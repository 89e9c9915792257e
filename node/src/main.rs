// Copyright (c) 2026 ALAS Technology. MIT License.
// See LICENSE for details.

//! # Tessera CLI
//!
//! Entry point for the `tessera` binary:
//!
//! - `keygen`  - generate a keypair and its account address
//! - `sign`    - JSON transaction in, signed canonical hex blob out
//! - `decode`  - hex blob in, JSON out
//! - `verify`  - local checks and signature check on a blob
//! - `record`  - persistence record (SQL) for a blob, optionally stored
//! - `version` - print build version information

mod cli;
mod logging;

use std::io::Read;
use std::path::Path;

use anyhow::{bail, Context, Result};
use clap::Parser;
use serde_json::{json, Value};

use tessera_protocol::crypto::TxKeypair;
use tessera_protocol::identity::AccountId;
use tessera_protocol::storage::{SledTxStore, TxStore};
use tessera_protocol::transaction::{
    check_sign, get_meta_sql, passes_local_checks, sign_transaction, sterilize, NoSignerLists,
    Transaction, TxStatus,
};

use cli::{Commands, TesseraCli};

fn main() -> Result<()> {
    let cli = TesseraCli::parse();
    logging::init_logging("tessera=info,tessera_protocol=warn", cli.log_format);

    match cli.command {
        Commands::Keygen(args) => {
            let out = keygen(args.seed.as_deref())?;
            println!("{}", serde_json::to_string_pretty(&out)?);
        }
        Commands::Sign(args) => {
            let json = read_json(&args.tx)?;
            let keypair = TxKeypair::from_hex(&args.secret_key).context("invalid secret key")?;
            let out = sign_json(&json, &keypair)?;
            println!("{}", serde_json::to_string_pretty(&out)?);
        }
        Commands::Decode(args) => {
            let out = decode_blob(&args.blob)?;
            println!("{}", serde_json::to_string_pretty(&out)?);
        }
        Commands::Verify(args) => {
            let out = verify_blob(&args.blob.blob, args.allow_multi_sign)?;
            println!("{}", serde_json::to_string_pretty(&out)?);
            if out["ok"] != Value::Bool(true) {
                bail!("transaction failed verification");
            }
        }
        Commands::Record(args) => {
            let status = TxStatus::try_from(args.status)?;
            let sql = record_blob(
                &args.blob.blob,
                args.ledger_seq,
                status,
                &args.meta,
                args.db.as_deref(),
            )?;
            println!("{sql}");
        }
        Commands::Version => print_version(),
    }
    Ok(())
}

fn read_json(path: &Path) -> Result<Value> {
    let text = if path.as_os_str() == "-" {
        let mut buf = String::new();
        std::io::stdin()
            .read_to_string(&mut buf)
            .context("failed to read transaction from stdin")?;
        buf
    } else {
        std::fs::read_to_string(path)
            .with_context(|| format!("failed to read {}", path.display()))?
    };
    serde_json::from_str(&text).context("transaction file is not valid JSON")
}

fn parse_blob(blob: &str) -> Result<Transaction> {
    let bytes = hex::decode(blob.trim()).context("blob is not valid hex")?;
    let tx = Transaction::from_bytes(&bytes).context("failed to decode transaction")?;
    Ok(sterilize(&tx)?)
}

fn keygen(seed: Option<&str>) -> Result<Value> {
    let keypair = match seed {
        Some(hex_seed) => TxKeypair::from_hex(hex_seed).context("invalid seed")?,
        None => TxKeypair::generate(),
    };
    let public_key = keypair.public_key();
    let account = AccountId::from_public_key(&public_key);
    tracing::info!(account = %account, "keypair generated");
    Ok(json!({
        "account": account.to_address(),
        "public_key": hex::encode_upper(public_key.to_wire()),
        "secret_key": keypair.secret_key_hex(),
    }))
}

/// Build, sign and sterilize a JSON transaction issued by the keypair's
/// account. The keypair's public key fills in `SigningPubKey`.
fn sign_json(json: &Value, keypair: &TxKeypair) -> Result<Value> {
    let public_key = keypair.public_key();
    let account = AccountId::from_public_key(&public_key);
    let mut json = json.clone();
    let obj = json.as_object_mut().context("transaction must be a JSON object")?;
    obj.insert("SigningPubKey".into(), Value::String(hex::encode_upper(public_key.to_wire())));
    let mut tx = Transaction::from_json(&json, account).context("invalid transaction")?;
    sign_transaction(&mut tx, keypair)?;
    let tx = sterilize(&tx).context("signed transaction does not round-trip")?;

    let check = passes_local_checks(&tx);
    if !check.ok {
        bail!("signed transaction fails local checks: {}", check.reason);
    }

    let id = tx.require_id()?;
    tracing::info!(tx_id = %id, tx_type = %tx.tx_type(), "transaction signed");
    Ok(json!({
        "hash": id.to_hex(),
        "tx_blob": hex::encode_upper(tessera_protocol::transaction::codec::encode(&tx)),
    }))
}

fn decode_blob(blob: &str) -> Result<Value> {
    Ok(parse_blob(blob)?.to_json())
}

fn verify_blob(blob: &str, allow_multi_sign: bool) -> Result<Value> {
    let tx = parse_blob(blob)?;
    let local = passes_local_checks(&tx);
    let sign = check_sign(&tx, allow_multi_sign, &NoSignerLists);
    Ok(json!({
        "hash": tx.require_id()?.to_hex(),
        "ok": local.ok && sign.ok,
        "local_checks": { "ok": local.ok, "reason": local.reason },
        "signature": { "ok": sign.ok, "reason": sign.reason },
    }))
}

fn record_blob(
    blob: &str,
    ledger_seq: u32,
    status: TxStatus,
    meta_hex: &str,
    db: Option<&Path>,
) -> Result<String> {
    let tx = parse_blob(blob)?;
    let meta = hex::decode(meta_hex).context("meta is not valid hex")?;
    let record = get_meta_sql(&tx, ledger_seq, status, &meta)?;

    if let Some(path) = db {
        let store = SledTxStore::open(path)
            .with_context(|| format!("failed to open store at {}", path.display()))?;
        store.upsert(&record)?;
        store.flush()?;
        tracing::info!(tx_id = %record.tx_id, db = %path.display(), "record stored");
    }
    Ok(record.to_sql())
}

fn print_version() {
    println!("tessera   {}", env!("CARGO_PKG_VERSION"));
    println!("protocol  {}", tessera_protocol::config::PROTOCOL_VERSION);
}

----

→ **WORK REQUIRED**
Only the lines from the beginning of the material through the line with "its account address" should appear in the answer, each copied exactly.

→ **TASK ANSWER**
repository 89e9c9915792257e
filename node/src/main.rs
// Copyright (c) 2026 ALAS Technology. MIT License.
// See LICENSE for details.

//! # Tessera CLI
//!
//! Entry point for the `tessera` binary:
//!
//! - `keygen`  - generate a keypair and its account address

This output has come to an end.